Denota-se em diversas passagens o desejo comum de sair de Cuba, rumo às “terras da prosperidade”, como Miami, nos Estados Unidos, ali do outro lado da costa... Muitos são as narrativas sobre tentativas de fugas que acabaram em prisões, ou mesmo em acidentes no mar e ataques de tubarões, etc. A idéia de que Cuba estaria adentrando finalmente ao “mundo capitalista” também perpassa a narrativa, ainda que ao mesmo tempo a “encenação política” tente despistar a miséria. Por isso, resolvi destacar (entre outros trechos da obra) um que sintetiza este sentimento recorrente, como pode ser evidenciado através de uma metáfora utilizada pelo autor:
Saíamos todos das jaulas e começávamos a lutar na selva. Esse era o assunto. Saiamos atrofiados das jaulas. Não tínhamos nem idéia de como era a batalha na selva. Mas era preciso enfrentá-la. Ficamos trinta e cinco anos nas jaulas do zôo. Nos davam alguma comidinha e algum remédio, mas nem idéia de como era o todo o resto além das grades. E de repente era preciso saltar para a selva. Com o cérebro adormecido e os músculos frouxos e débeis. Só os melhores podiam competir pela vida na selva. Eu estava tentando. Fazendo força. Muita força (p. 137).

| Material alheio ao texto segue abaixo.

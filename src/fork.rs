//! This module contains the [`ForkCoordinator`], the sole writer of new
//! execution states into the pool.
//!
//! The translation layer calls into the coordinator whenever translated code
//! reaches a point whose outcome depends on a symbolic value. The
//! coordinator consults the oracle, materializes the feasible successors,
//! registers them with the pool, designates the continuation the emulator
//! should carry on with, and publishes the fork to subscribers, all before
//! returning control. With respect to the parent state a fork is a replace,
//! never an append: once a divergence point has been resolved, the parent's
//! identifier is no longer schedulable.

use log::debug;

use crate::{
    error::{container::Locatable, fork::{Error, Result}},
    events::{ForkEvent, Listeners, Subscription},
    oracle::DynOracle,
    pool::StatePool,
    state::{
        constraints::{Constraint, SymbolicCondition},
        ExecutionState,
        ForkOutcome,
        StateId,
        StateIdAllocator,
    },
};

/// A point in guest execution whose outcome depends on a symbolic value.
#[derive(Clone, Copy, Debug, Eq, PartialEq)]
pub struct DivergencePoint {
    /// The guest program counter of the branch.
    pub location: u64,

    /// The symbolic condition the branch outcome depends on.
    pub condition: SymbolicCondition,

    /// The branch the concrete register contents would take: `true` for the
    /// branch on which the condition holds.
    pub concrete_hint: bool,
}

/// The policy for designating which child of a two-way fork continues as the
/// main line on the emulator.
#[derive(Clone, Copy, Debug, Eq, PartialEq)]
pub enum ContinuationPolicy {
    /// Continue with the branch the concrete register contents would take.
    ///
    /// This keeps the physical emulator on the path the machine would have
    /// executed natively, which is the cheapest continuation as no snapshot
    /// swap is needed.
    ConcreteHint,

    /// Always continue with the branch on which the condition holds.
    AlwaysTrue,

    /// Always continue with the branch on which the condition does not
    /// hold.
    AlwaysFalse,
}

impl ContinuationPolicy {
    /// Decides whether the continuation is the true branch, given the
    /// concrete `hint` from the divergence point.
    #[must_use]
    pub fn follow_true_branch(&self, hint: bool) -> bool {
        match self {
            Self::ConcreteHint => hint,
            Self::AlwaysTrue => true,
            Self::AlwaysFalse => false,
        }
    }
}

/// How a divergence point was resolved by the coordinator.
#[derive(Debug)]
pub enum ForkResolution {
    /// Both branches were feasible: the parent was retired and replaced by
    /// two children.
    Forked {
        /// The retired parent state, returned to the driver for its
        /// exploration record.
        retired: ExecutionState,

        /// The child designated to continue on the emulator.
        continue_with: StateId,

        /// Both children, in true-branch-first order.
        children: Vec<StateId>,
    },

    /// Only one branch was feasible: the state narrowed in place, keeping
    /// its identifier and gaining one constraint.
    Narrowed {
        /// The identifier of the narrowed state.
        state: StateId,
    },

    /// The fork was refused by resource policy; the branch must be resolved
    /// concretely by the caller.
    Suppressed,
}

/// The component that intercepts divergence points and turns them into
/// forks.
#[derive(Debug)]
pub struct ForkCoordinator {
    /// The oracle consulted for branch feasibility.
    oracle: DynOracle,

    /// The allocator for successor-state identifiers.
    ids: StateIdAllocator,

    /// The policy designating the continuation child.
    policy: ContinuationPolicy,

    /// The maximum number of live states before forks are suppressed.
    max_live_states: usize,

    /// The subscribers notified of each fork.
    fork_events: Listeners<ForkEvent>,
}

impl ForkCoordinator {
    /// Constructs a coordinator that consults `oracle` and designates
    /// continuations per `policy`, suppressing forks once the pool holds
    /// `max_live_states` states.
    #[must_use]
    pub fn new(oracle: DynOracle, policy: ContinuationPolicy, max_live_states: usize) -> Self {
        let ids = StateIdAllocator::new();
        let fork_events = Listeners::new();

        Self {
            oracle,
            ids,
            policy,
            max_live_states,
            fork_events,
        }
    }

    /// Allocates a fresh state identifier.
    ///
    /// The coordinator owns the allocator so that identifiers of forked
    /// children and of externally checkpointed states come from one
    /// monotonic sequence.
    pub fn allocate_id(&mut self) -> StateId {
        self.ids.allocate()
    }

    /// Registers `callback` to observe every fork, returning the
    /// subscription token.
    pub fn on_fork(&self, callback: impl FnMut(&ForkEvent) + 'static) -> Subscription {
        self.fork_events.subscribe(callback)
    }

    /// Resolves the divergence `point` reached by the state currently bound
    /// in `pool`.
    ///
    /// On a two-way fork the children are pooled, the continuation child is
    /// bound in the parent's place, the parent is retired out of the pool,
    /// and the fork event is published, all before this returns. The caller
    /// must subsequently retire the parent's identifier from the scheduler.
    ///
    /// # Errors
    ///
    /// Returns [`Error::ForkingDisabled`] if the state has forking disabled;
    /// the caller resolves the branch concretely. Returns
    /// [`Error::InfeasiblePath`] if neither branch is feasible, which is
    /// fatal to the state.
    ///
    /// # Panics
    ///
    /// Panics if no state is bound to the emulator; divergence points can
    /// only be reached by a running state, so this is a programmer bug in
    /// the driver.
    pub fn on_divergence_point(
        &mut self,
        pool: &mut StatePool,
        point: &DivergencePoint,
    ) -> Result<ForkResolution> {
        let origin = pool
            .current()
            .expect("a state is bound to the emulator while handling a divergence");
        let state = pool
            .get(origin)
            .expect("the bound state is present in the pool");

        if !state.forking_enabled() {
            return Err(Error::ForkingDisabled { id: origin }.locate(point.location));
        }

        if pool.len() >= self.max_live_states {
            debug!(
                "suppressing fork of state {origin} at {:#x}: {} states are live",
                point.location,
                pool.len()
            );
            return Ok(ForkResolution::Suppressed);
        }

        let outcome = state.fork(point.location, &point.condition, self.oracle.as_ref(), &mut self.ids)?;

        match outcome {
            ForkOutcome::Both {
                mut true_state,
                mut false_state,
            } => {
                let continue_true = self.policy.follow_true_branch(point.concrete_hint);
                true_state.set_carry_on(continue_true);
                false_state.set_carry_on(!continue_true);

                let children = vec![true_state.id(), false_state.id()];
                let continue_with = if continue_true {
                    true_state.id()
                } else {
                    false_state.id()
                };

                pool.insert(true_state)
                    .expect("freshly allocated identifiers are unique");
                pool.insert(false_state)
                    .expect("freshly allocated identifiers are unique");
                let retired = pool
                    .swap_current(continue_with)
                    .expect("the continuation child was just pooled");

                debug!(
                    "state {origin} forked at {:#x} into {} and {}, continuing with {continue_with}",
                    point.location, children[0], children[1]
                );

                self.fork_events.emit(&ForkEvent {
                    origin,
                    location: point.location,
                    children: children.clone(),
                    conditions: vec![
                        Constraint::truth(point.condition),
                        Constraint::negation(point.condition),
                    ],
                });

                Ok(ForkResolution::Forked {
                    retired,
                    continue_with,
                    children,
                })
            }
            ForkOutcome::Single(successor) => {
                let asserted = *successor
                    .constraints()
                    .clauses()
                    .last()
                    .expect("a narrowed successor carries at least one clause");
                pool.replace(successor)
                    .expect("the narrowed successor keeps the parent's identifier");

                debug!(
                    "state {origin} narrowed at {:#x}: only one branch is feasible",
                    point.location
                );

                self.fork_events.emit(&ForkEvent {
                    origin,
                    location: point.location,
                    children: vec![origin],
                    conditions: vec![asserted],
                });

                Ok(ForkResolution::Narrowed { state: origin })
            }
        }
    }
}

Esta “batalha na selva” estaria sintetizando o irremediável destino cubano após a desintegração da U.R.S.S. e a queda do Muro de Berlim? A “revolução em um só país” de Fidel Castro finalmente estaria mostrando ares de derrota para seus detratores mais ferozes? Ou seria fruto do bloqueio econômico feroz perpetrado pelos Estados Unidos , como querem fazer crer os fidelistas?

Como citado no comentário de abertura da obra, de José Rubens Siqueira, dentre os personagens do livro, “ninguém acusa o sistema, e ninguém o defende”. É um livro ambíguo. Polêmico. Nauseante. Mas também, indispensável para os que se propõe a estudar a complexa realidade cubana contemporânea, tendo como interlocutor um sujeito como Gutierrez: um “macho tropical”, nascido em Cuba, que participou ativamente dos momentos mais importantes da recente história de seu país, e que nos brinda com suas inquietações, e angustias, para além do que postulam os simples críticos do regime, ou o que vendem os relatos paradisíacos em que crêem os turistas.